*** Task data Section Begins ***

//! DAG-JSON encoder.
//!
//! Maps become objects, lists arrays, bytes `{"/":{"bytes":"..."}}` with
//! unpadded standard base64. Map keys are written in canonical order (shorter
//! keys first, then bytewise) unless [`MapSortMode::Insertion`] is chosen.
//! A map with a `"/"` key cannot be written and is an encode error.

use std::io::Write;

use base64::engine::general_purpose::STANDARD_NO_PAD;
use base64::Engine;
use serde::Serialize;

use crate::bind::Representation;
use crate::error::{SchemaError, SchemaResult};
use crate::node::Node;

/// Order in which map keys are written.
#[derive(Debug, Clone, Copy, Default, PartialEq, Eq)]
pub enum MapSortMode {
    /// Length-first, then bytewise (RFC 7049 canonical ordering).
    #[default]
    Canonical,
    /// The order the node holds them in.
    Insertion,
}

#[derive(Debug, Clone, Copy, Default)]
pub struct EncodeOptions {
    pub map_sort: MapSortMode,
}

/// Encodes a bound value's representation with default options.
pub fn encode<T, W>(repr: &Representation<'_, '_, T>, writer: W) -> SchemaResult<()>
where
    T: Serialize + ?Sized,
    W: Write,
{
    encode_with(repr, writer, EncodeOptions::default())
}

/// Encodes a bound value's representation.
pub fn encode_with<T, W>(
    repr: &Representation<'_, '_, T>,
    writer: W,
    options: EncodeOptions,
) -> SchemaResult<()>
where
    T: Serialize + ?Sized,
    W: Write,
{
    encode_node(&repr.to_node()?, writer, options)
}

/// Writes `node` and flushes the sink.
pub fn encode_node<W: Write>(node: &Node, mut writer: W, options: EncodeOptions) -> SchemaResult<()> {
    write_node(node, &mut writer, options)?;
    writer.flush()?;
    Ok(())
}

/// Encodes a node to an in-memory buffer.
pub fn encode_to_vec(node: &Node, options: EncodeOptions) -> SchemaResult<Vec<u8>> {
    let mut buf = Vec::new();
    encode_node(node, &mut buf, options)?;
    Ok(buf)
}

/// Encodes a node to a `String`.
pub fn encode_to_string(node: &Node, options: EncodeOptions) -> SchemaResult<String> {
    let buf = encode_to_vec(node, options)?;
    String::from_utf8(buf).map_err(|e| SchemaError::Encode(e.to_string()))
}

fn write_json<W: Write, V: Serialize + ?Sized>(writer: &mut W, value: &V) -> SchemaResult<()> {
    serde_json::to_writer(&mut *writer, value).map_err(|e| {
        if e.is_io() {
            SchemaError::Io(e.into())
        } else {
            SchemaError::Encode(e.to_string())
        }
    })
}

fn write_node<W: Write>(node: &Node, writer: &mut W, options: EncodeOptions) -> SchemaResult<()> {
    match node {
        Node::Null => writer.write_all(b"null")?,
        Node::Bool(true) => writer.write_all(b"true")?,
        Node::Bool(false) => writer.write_all(b"false")?,
        Node::Int(i) => write!(writer, "{i}")?,
        Node::Float(f) => {
            if !f.is_finite() {
                return Err(SchemaError::Encode(format!(
                    "{f} has no DAG-JSON representation"
                )));
            }
            write_json(writer, f)?;
        }
        Node::String(s) => write_json(writer, s)?,
        Node::Bytes(b) => {
            writer.write_all(br#"{"/":{"bytes":"#)?;
            write_json(writer, &STANDARD_NO_PAD.encode(b))?;
            writer.write_all(b"}}")?;
        }
        Node::List(items) => {
            writer.write_all(b"[")?;
            for (i, item) in items.iter().enumerate() {
                if i > 0 {
                    writer.write_all(b",")?;
                }
                write_node(item, writer, options)?;
            }
            writer.write_all(b"]")?;
        }
        Node::Map(entries) => {
            // "/" is reserved for bytes and links.
            if entries.iter().any(|(key, _)| key == "/") {
                return Err(SchemaError::Encode(
                    "map key \"/\" is reserved in DAG-JSON".into(),
                ));
            }
            let mut ordered: Vec<&(String, Node)> = entries.iter().collect();
            if options.map_sort == MapSortMode::Canonical {
                ordered.sort_by(|(a, _), (b, _)| {
                    a.len().cmp(&b.len()).then_with(|| a.as_bytes().cmp(b.as_bytes()))
                });
            }
            writer.write_all(b"{")?;
            for (i, (key, value)) in ordered.into_iter().enumerate() {
                if i > 0 {
                    writer.write_all(b",")?;
                }
                write_json(writer, key)?;
                writer.write_all(b":")?;
                write_node(value, writer, options)?;
            }
            writer.write_all(b"}")?;
        }
    }
    Ok(())
}
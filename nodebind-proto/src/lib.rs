//! Protobuf messages for the node-binding walkthrough.
//!
//! Static messages go through [`serialize`] and [`deserialize`]. Dynamic
//! messages are laid out by a [`DescriptorSet`] loaded at runtime and decoded
//! with [`decode_dynamic`]. [`schema_for_message`] turns a message descriptor
//! into a schema so a dynamic message can be bound through [`MessageNode`].

mod codec;
mod descriptor;
mod dynamic;
mod error;
mod model;
mod node;
mod translate;

pub use codec::{deserialize, merge_into, serialize};
pub use descriptor::{
    describe_file, describe_message, field_type_name, find_message, parse_descriptor_set,
    read_descriptor_set, DescriptorSet,
};
pub use dynamic::{decode_dynamic, field_values, new_dynamic, to_static};
pub use error::{ProtoError, ProtoResult};
pub use model::{Person, PERSON_FULL_NAME};
pub use node::MessageNode;
pub use translate::{schema_for_message, schema_type_name};

pub use prost_reflect;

*** Task data Section Ends ***

(What is needed) Produce the records once again, exactly as they stand above.

(Output for this exercise)
//! DAG-JSON encoder.
//!
//! Maps become objects, lists arrays, bytes `{"/":{"bytes":"..."}}` with
//! unpadded standard base64. Map keys are written in canonical order (shorter
//! keys first, then bytewise) unless [`MapSortMode::Insertion`] is chosen.
//! A map with a `"/"` key cannot be written and is an encode error.

use std::io::Write;

use base64::engine::general_purpose::STANDARD_NO_PAD;
use base64::Engine;
use serde::Serialize;

use crate::bind::Representation;
use crate::error::{SchemaError, SchemaResult};
use crate::node::Node;

/// Order in which map keys are written.
#[derive(Debug, Clone, Copy, Default, PartialEq, Eq)]
pub enum MapSortMode {
    /// Length-first, then bytewise (RFC 7049 canonical ordering).
    #[default]
    Canonical,
    /// The order the node holds them in.
    Insertion,
}

#[derive(Debug, Clone, Copy, Default)]
pub struct EncodeOptions {
    pub map_sort: MapSortMode,
}

/// Encodes a bound value's representation with default options.
pub fn encode<T, W>(repr: &Representation<'_, '_, T>, writer: W) -> SchemaResult<()>
where
    T: Serialize + ?Sized,
    W: Write,
{
    encode_with(repr, writer, EncodeOptions::default())
}

/// Encodes a bound value's representation.
pub fn encode_with<T, W>(
    repr: &Representation<'_, '_, T>,
    writer: W,
    options: EncodeOptions,
) -> SchemaResult<()>
where
    T: Serialize + ?Sized,
    W: Write,
{
    encode_node(&repr.to_node()?, writer, options)
}

/// Writes `node` and flushes the sink.
pub fn encode_node<W: Write>(node: &Node, mut writer: W, options: EncodeOptions) -> SchemaResult<()> {
    write_node(node, &mut writer, options)?;
    writer.flush()?;
    Ok(())
}

/// Encodes a node to an in-memory buffer.
pub fn encode_to_vec(node: &Node, options: EncodeOptions) -> SchemaResult<Vec<u8>> {
    let mut buf = Vec::new();
    encode_node(node, &mut buf, options)?;
    Ok(buf)
}

/// Encodes a node to a `String`.
pub fn encode_to_string(node: &Node, options: EncodeOptions) -> SchemaResult<String> {
    let buf = encode_to_vec(node, options)?;
    String::from_utf8(buf).map_err(|e| SchemaError::Encode(e.to_string()))
}

fn write_json<W: Write, V: Serialize + ?Sized>(writer: &mut W, value: &V) -> SchemaResult<()> {
    serde_json::to_writer(&mut *writer, value).map_err(|e| {
        if e.is_io() {
            SchemaError::Io(e.into())
        } else {
            SchemaError::Encode(e.to_string())
        }
    })
}

fn write_node<W: Write>(node: &Node, writer: &mut W, options: EncodeOptions) -> SchemaResult<()> {
    match node {
        Node::Null => writer.write_all(b"null")?,
        Node::Bool(true) => writer.write_all(b"true")?,
        Node::Bool(false) => writer.write_all(b"false")?,
        Node::Int(i) => write!(writer, "{i}")?,
        Node::Float(f) => {
            if !f.is_finite() {
                return Err(SchemaError::Encode(format!(
                    "{f} has no DAG-JSON representation"
                )));
            }
            write_json(writer, f)?;
        }
        Node::String(s) => write_json(writer, s)?,
        Node::Bytes(b) => {
            writer.write_all(br#"{"/":{"bytes":"#)?;
            write_json(writer, &STANDARD_NO_PAD.encode(b))?;
            writer.write_all(b"}}")?;
        }
        Node::List(items) => {
            writer.write_all(b"[")?;
            for (i, item) in items.iter().enumerate() {
                if i > 0 {
                    writer.write_all(b",")?;
                }
                write_node(item, writer, options)?;
            }
            writer.write_all(b"]")?;
        }
        Node::Map(entries) => {
            // "/" is reserved for bytes and links.
            if entries.iter().any(|(key, _)| key == "/") {
                return Err(SchemaError::Encode(
                    "map key \"/\" is reserved in DAG-JSON".into(),
                ));
            }
            let mut ordered: Vec<&(String, Node)> = entries.iter().collect();
            if options.map_sort == MapSortMode::Canonical {
                ordered.sort_by(|(a, _), (b, _)| {
                    a.len().cmp(&b.len()).then_with(|| a.as_bytes().cmp(b.as_bytes()))
                });
            }
            writer.write_all(b"{")?;
            for (i, (key, value)) in ordered.into_iter().enumerate() {
                if i > 0 {
                    writer.write_all(b",")?;
                }
                write_json(writer, key)?;
                writer.write_all(b":")?;
                write_node(value, writer, options)?;
            }
            writer.write_all(b"}")?;
        }
    }
    Ok(())
}
filename nodebind-proto/src/lib.rs
//! Protobuf messages for the node-binding walkthrough.
//!
//! Static messages go through [`serialize`] and [`deserialize`]. Dynamic
//! messages are laid out by a [`DescriptorSet`] loaded at runtime and decoded
//! with [`decode_dynamic`]. [`schema_for_message`] turns a message descriptor
//! into a schema so a dynamic message can be bound through [`MessageNode`].

mod codec;
mod descriptor;
mod dynamic;
mod error;
mod model;
mod node;
mod translate;

pub use codec::{deserialize, merge_into, serialize};
pub use descriptor::{
    describe_file, describe_message, field_type_name, find_message, parse_descriptor_set,
    read_descriptor_set, DescriptorSet,
};
pub use dynamic::{decode_dynamic, field_values, new_dynamic, to_static};
pub use error::{ProtoError, ProtoResult};
pub use model::{Person, PERSON_FULL_NAME};
pub use node::MessageNode;
pub use translate::{schema_for_message, schema_type_name};

pub use prost_reflect;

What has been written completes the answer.